The Pharmaceutical Research and Manufacturers of America (PhRMA) has flagged Algeria and Lebanon as being particularly concerning for manufacturers. In a report to the Office of the United States Trade Representative, PhRMA called out these two countries as requiring review. In Algeria, PhRMA cites weak patent protection, government-mandated price referencing, and importation restrictions as barriers to market access. The lobbying group does note that it is encouraged by the Minister of Health’s announcement at a PhRMA meeting that the government would reduce the review time required for marketing authorization and increase intellectual property protection.

In Lebanon, PhRMA notes some regulatory reforms that have improved market access, but still argues that Lebanon needs to make further changes. In particular, the group cites ineffective data protection, the lack of a regulatory system to monitor and confirm bioequivalence studies, and the existence of a “grey market” for medicinal products (11).

Implications for successful market entry and in-region partnering

Despite regional conflict and social and economic upheaval in the Middle East, it is likely that there will be a surge in demand for healthcare products and services over the next few years. Socio-economic advancement, including increased disposable income and access to modern goods and services, is leading to changes in the region’s nutritional and lifestyle habits, increasing the frequency of lifestyle-related health concerns, such as obesity, diabetes, and heart disease.

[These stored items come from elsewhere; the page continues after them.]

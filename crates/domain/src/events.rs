//! Inventory domain events.

use chrono::{DateTime, Utc};
use common::{Money, TenantScope};
use serde::{Deserialize, Serialize};

use crate::aggregate::DomainEvent;
use crate::allocation::AllocationStatus;
use crate::ledger::{LedgerTransactionId, ReferenceType, ValuationMethod};
use crate::reservation::ReservationStatus;

/// Events raised by the ledger, reservation and allocation aggregates.
#[derive(Debug, Clone, PartialEq, Serialize, Deserialize)]
#[serde(tag = "type", content = "data")]
pub enum InventoryEvent {
    InventoryReceived(InventoryReceivedData),
    InventoryAdjusted(InventoryAdjustedData),
    InventoryValued(InventoryValuedData),
    LowStockAlert(LowStockAlertData),
    LedgerTransactionRecorded(LedgerTransactionRecordedData),
    ReservationCreated(ReservationCreatedData),
    ReservationStaged(ReservationTransitionData),
    ReservationFulfilled(ReservationTransitionData),
    ReservationCancelled(ReservationCancelledData),
    ReservationExpired(ReservationExpiredData),
    AllocationStatusChanged(AllocationStatusChangedData),
}

impl DomainEvent for InventoryEvent {
    fn event_type(&self) -> &'static str {
        match self {
            InventoryEvent::InventoryReceived(_) => "wms.inventory.received",
            InventoryEvent::InventoryAdjusted(_) => "wms.inventory.adjusted",
            InventoryEvent::InventoryValued(_) => "wms.inventory.valued",
            InventoryEvent::LowStockAlert(_) => "wms.inventory.low-stock-alert",
            InventoryEvent::LedgerTransactionRecorded(_) => "wms.ledger.transaction-recorded",
            InventoryEvent::ReservationCreated(_) => "wms.reservation.created",
            InventoryEvent::ReservationStaged(_) => "wms.reservation.staged",
            InventoryEvent::ReservationFulfilled(_) => "wms.reservation.fulfilled",
            InventoryEvent::ReservationCancelled(_) => "wms.reservation.cancelled",
            InventoryEvent::ReservationExpired(_) => "wms.reservation.expired",
            InventoryEvent::AllocationStatusChanged(_) => "wms.allocation.status-changed",
        }
    }

    fn occurred_at(&self) -> DateTime<Utc> {
        match self {
            InventoryEvent::InventoryReceived(d) => d.received_at,
            InventoryEvent::InventoryAdjusted(d) => d.adjusted_at,
            InventoryEvent::InventoryValued(d) => d.valued_at,
            InventoryEvent::LowStockAlert(d) => d.detected_at,
            InventoryEvent::LedgerTransactionRecorded(d) => d.recorded_at,
            InventoryEvent::ReservationCreated(d) => d.created_at,
            InventoryEvent::ReservationStaged(d) | InventoryEvent::ReservationFulfilled(d) => {
                d.changed_at
            }
            InventoryEvent::ReservationCancelled(d) => d.cancelled_at,
            InventoryEvent::ReservationExpired(d) => d.expired_at,
            InventoryEvent::AllocationStatusChanged(d) => d.changed_at,
        }
    }

    fn data(&self) -> serde_json::Result<serde_json::Value> {
        match self {
            InventoryEvent::InventoryReceived(d) => serde_json::to_value(d),
            InventoryEvent::InventoryAdjusted(d) => serde_json::to_value(d),
            InventoryEvent::InventoryValued(d) => serde_json::to_value(d),
            InventoryEvent::LowStockAlert(d) => serde_json::to_value(d),
            InventoryEvent::LedgerTransactionRecorded(d) => serde_json::to_value(d),
            InventoryEvent::ReservationCreated(d) => serde_json::to_value(d),
            InventoryEvent::ReservationStaged(d) | InventoryEvent::ReservationFulfilled(d) => {
                serde_json::to_value(d)
            }
            InventoryEvent::ReservationCancelled(d) => serde_json::to_value(d),
            InventoryEvent::ReservationExpired(d) => serde_json::to_value(d),
            InventoryEvent::AllocationStatusChanged(d) => serde_json::to_value(d),
        }
    }
}

/// Stock received into a location and costed as a new layer.
#[derive(Debug, Clone, PartialEq, Serialize, Deserialize)]
pub struct InventoryReceivedData {
    pub sku: String,
    #[serde(flatten)]
    pub scope: TenantScope,
    pub warehouse_id: String,
    pub location_id: String,
    pub quantity: u64,
    pub unit_cost: Money,
    pub total_value: Money,
    /// Purchase order or ASN the stock arrived against.
    pub reference_id: String,
    pub transaction_id: LedgerTransactionId,
    pub received_by: String,
    pub received_at: DateTime<Utc>,
}

/// Manual or cycle-count correction. `quantity_delta` is signed.
#[derive(Debug, Clone, PartialEq, Serialize, Deserialize)]
pub struct InventoryAdjustedData {
    pub sku: String,
    #[serde(flatten)]
    pub scope: TenantScope,
    pub location_id: String,
    pub quantity_delta: i64,
    pub value: Money,
    pub reason: String,
    pub reference_id: String,
    pub transaction_id: LedgerTransactionId,
    pub new_balance: u64,
    pub adjusted_by: String,
    pub adjusted_at: DateTime<Utc>,
}

/// Valuation snapshot published after every ledger mutation.
#[derive(Debug, Clone, PartialEq, Serialize, Deserialize)]
pub struct InventoryValuedData {
    pub sku: String,
    #[serde(flatten)]
    pub scope: TenantScope,
    pub valuation_method: ValuationMethod,
    pub total_quantity: u64,
    pub total_value: Money,
    pub average_unit_cost: Money,
    pub cost_layer_count: usize,
    pub valued_at: DateTime<Utc>,
}

#[derive(Debug, Clone, PartialEq, Serialize, Deserialize)]
pub struct LowStockAlertData {
    pub sku: String,
    #[serde(flatten)]
    pub scope: TenantScope,
    pub location_id: String,
    pub current_balance: u64,
    pub reorder_point: u64,
    pub detected_at: DateTime<Utc>,
}

/// Summary of one balanced double-entry transaction.
#[derive(Debug, Clone, PartialEq, Serialize, Deserialize)]
pub struct LedgerTransactionRecordedData {
    pub transaction_id: LedgerTransactionId,
    pub sku: String,
    #[serde(flatten)]
    pub scope: TenantScope,
    pub reference_id: String,
    pub reference_type: ReferenceType,
    pub entry_count: usize,
    pub total_debit: Money,
    pub total_credit: Money,
    #[serde(default, skip_serializing_if = "Option::is_none")]
    pub cost_of_goods_sold: Option<Money>,
    pub running_balance: u64,
    pub running_value: Money,
    pub recorded_at: DateTime<Utc>,
}

#[derive(Debug, Clone, PartialEq, Serialize, Deserialize)]
pub struct ReservationCreatedData {
    pub reservation_id: String,
    pub sku: String,
    #[serde(flatten)]
    pub scope: TenantScope,
    pub order_id: String,
    pub location_id: String,
    pub quantity: u64,
    pub expires_at: DateTime<Utc>,
    pub created_by: String,
    pub created_at: DateTime<Utc>,
}

/// Shared body for the staged and fulfilled transitions.
#[derive(Debug, Clone, PartialEq, Serialize, Deserialize)]
pub struct ReservationTransitionData {
    pub reservation_id: String,
    pub sku: String,
    #[serde(flatten)]
    pub scope: TenantScope,
    pub order_id: String,
    pub quantity: u64,
    pub status: ReservationStatus,
    pub changed_by: String,
    pub changed_at: DateTime<Utc>,
}

#[derive(Debug, Clone, PartialEq, Serialize, Deserialize)]
pub struct ReservationCancelledData {
    pub reservation_id: String,
    pub sku: String,
    #[serde(flatten)]
    pub scope: TenantScope,
    pub order_id: String,
    pub quantity: u64,
    pub previous_status: ReservationStatus,
    pub reason: String,
    pub cancelled_by: String,
    pub cancelled_at: DateTime<Utc>,
}

#[derive(Debug, Clone, PartialEq, Serialize, Deserialize)]
pub struct ReservationExpiredData {
    pub reservation_id: String,
    pub sku: String,
    #[serde(flatten)]
    pub scope: TenantScope,
    pub order_id: String,
    pub quantity: u64,
    pub expires_at: DateTime<Utc>,
    pub expired_at: DateTime<Utc>,
}

/// Raised on allocation creation (`from` is `None`) and every transition.
#[derive(Debug, Clone, PartialEq, Serialize, Deserialize)]
pub struct AllocationStatusChangedData {
    pub allocation_id: String,
    pub reservation_id: String,
    pub sku: String,
    #[serde(flatten)]
    pub scope: TenantScope,
    pub order_id: String,
    pub quantity: u64,
    pub source_location_id: String,
    pub staging_location_id: String,
    pub from: Option<AllocationStatus>,
    pub to: AllocationStatus,
    #[serde(default, skip_serializing_if = "Option::is_none")]
    pub reason: Option<String>,
    pub changed_by: String,
    pub changed_at: DateTime<Utc>,
}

As the standard of living in the region generally improves, healthcare providers will face rising expectations for more and better quality services. These expectations, together with population growth and increasingly educated consumers (patients), will likely drive investment in hospitals and medical facilities, and increase demand for innovative drugs, healthcare services, and the latest medical technologies.

Regionally, many countries (i.e., UAE, Qatar) are setting standards that provide state-of-the-art healthcare services, not only for the growing local population, but also for expatriate workers and patients seeking high quality medical care. In contrast, other countries in the region are struggling with overburdened government-run health systems and are turning to the private sector to provide much-needed investment and expertise (i.e., Kuwait).

In light of predictions that the region’s healthcare market is expected to continue growing over the next few years (compared to the low growth predicted in the mature markets of the US and Europe), the Middle East seems like a good place to turn to for investment.

Perhaps unique to the region is the social demand to make healthcare focused on serving the needs of the population rather than strictly profit making. Zakat, the Islamic principle of charity, is the driving force behind this perspective. Regional governments are interested in supervising and regulating the healthcare sector to ensure that private healthcare players fully understand, and embrace, this concept and preserve the existing culture.

Moving forward in the Middle East

Population growth, rapid economic growth, and a willingness to invest in capital projects will likely make the Middle East a major growth focus for the healthcare market over the next few years. Some of the biggest opportunities will likely be in healthcare infrastructure initiatives, which has already attracted GE and Siemens, both of which have large infrastructure businesses and serve as major suppliers of healthcare IT and diagnostic imaging technologies. GE recently opened their new headquarters in Dubai Internet City, as well as a production facility in Saudi Arabia to manufacture diagnostic imaging systems.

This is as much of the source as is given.